## [TASK GOAL]
Every line with "features" in it should be copied from the data.

- - -

//! Domain types for the feet registry.
//!
//! A [`Feature`] is keyed by its slash-separated [`FeaturePath`], relative to
//! the configured root directory. The registry keeps features in insertion order.

use std::fmt;

use serde::{Deserialize, Serialize};

use crate::error::FeetError;

// ---------------------------------------------------------------------------
// Newtypes
// ---------------------------------------------------------------------------

/// A slash-separated feature path such as `combat` or `ui/hud`.
#[derive(Debug, Clone, PartialEq, Eq, Hash, Serialize, Deserialize)]
#[serde(transparent)]
pub struct FeaturePath(pub String);

impl FeaturePath {
    /// Validate user input as a feature path.
    ///
    /// Rejects empty and absolute paths, empty / `.` / `..` segments, backslashes,
    /// and segments starting with `$` (reserved for manifest attributes).
    pub fn parse(raw: &str) -> Result<Self, FeetError> {
        let invalid = |reason| FeetError::InvalidFeaturePath {
            path: raw.to_owned(),
            reason,
        };

        if raw.is_empty() {
            return Err(invalid("path is empty"));
        }
        if raw.starts_with('/') {
            return Err(invalid("path must be relative"));
        }
        if raw.contains('\\') {
            return Err(invalid("use '/' to separate segments"));
        }
        for segment in raw.split('/') {
            match segment {
                "" => return Err(invalid("path contains an empty segment")),
                "." | ".." => return Err(invalid("'.' and '..' segments are not allowed")),
                s if s.starts_with('$') => {
                    return Err(invalid("segments may not start with '$'"))
                }
                _ => {}
            }
        }
        Ok(Self(raw.to_owned()))
    }

    pub fn as_str(&self) -> &str {
        &self.0
    }

    /// Path segments, in order.
    pub fn segments(&self) -> impl Iterator<Item = &str> {
        self.0.split('/')
    }
}

impl fmt::Display for FeaturePath {
    fn fmt(&self, f: &mut fmt::Formatter<'_>) -> fmt::Result {
        self.0.fmt(f)
    }
}

impl From<&str> for FeaturePath {
    fn from(s: &str) -> Self {
        Self(s.to_owned())
    }
}

impl From<String> for FeaturePath {
    fn from(s: String) -> Self {
        Self(s)
    }
}

// ---------------------------------------------------------------------------
// Enums
// ---------------------------------------------------------------------------

/// Where a feature's code is placed.
#[derive(Debug, Clone, Copy, PartialEq, Eq, Hash, Serialize, Deserialize)]
#[serde(rename_all = "lowercase")]
pub enum FeatureMode {
    /// Server-only feature; the directory itself holds the sources.
    Server,
    /// Client-only feature; the directory itself holds the sources.
    Client,
    /// Split feature with `server/`, `client/` and optionally `shared/` subdirectories.
    Folder,
}

impl FeatureMode {
    /// Subdirectory names a folder feature may contain.
    pub const FOLDER_ITEMS: [&'static str; 3] = ["server", "client", "shared"];

    /// Pick the mode from the `add` flags. `server` wins when both are set.
    pub fn from_flags(server: bool, client: bool) -> Self {
        if server {
            FeatureMode::Server
        } else if client {
            FeatureMode::Client
        } else {
            FeatureMode::Folder
        }
    }
}

impl fmt::Display for FeatureMode {
    fn fmt(&self, f: &mut fmt::Formatter<'_>) -> fmt::Result {
        match self {
            FeatureMode::Server => write!(f, "server"),
            FeatureMode::Client => write!(f, "client"),
            FeatureMode::Folder => write!(f, "folder"),
        }
    }
}

// ---------------------------------------------------------------------------
// Domain structs
// ---------------------------------------------------------------------------

/// A registered feature.
#[derive(Debug, Clone, PartialEq, Eq, Serialize, Deserialize)]
pub struct Feature {
    pub path: FeaturePath,
    pub mode: FeatureMode,
}

/// Root of the registry file (`big-toe.json` by default).
#[derive(Debug, Clone, PartialEq, Eq, Serialize, Deserialize, Default)]
pub struct Registry {
    #[serde(default)]
    pub features: Vec<Feature>,
}

impl Registry {
    pub fn find(&self, path: &FeaturePath) -> Option<&Feature> {
        self.features.iter().find(|f| &f.path == path)
    }

    pub fn contains(&self, path: &FeaturePath) -> bool {
        self.find(path).is_some()
    }

    /// Remove the entry for `path`, keeping the order of the others.
    pub fn take(&mut self, path: &FeaturePath) -> Option<Feature> {
        let index = self.features.iter().position(|f| &f.path == path)?;
        Some(self.features.remove(index))
    }
}

// ---------------------------------------------------------------------------
// Tests
// ---------------------------------------------------------------------------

- - -

## [RESPONSE BOX]
//! the configured root directory. The registry keeps features in insertion order.
    pub features: Vec<Feature>,
        self.features.iter().find(|f| &f.path == path)
        let index = self.features.iter().position(|f| &f.path == path)?;
        Some(self.features.remove(index))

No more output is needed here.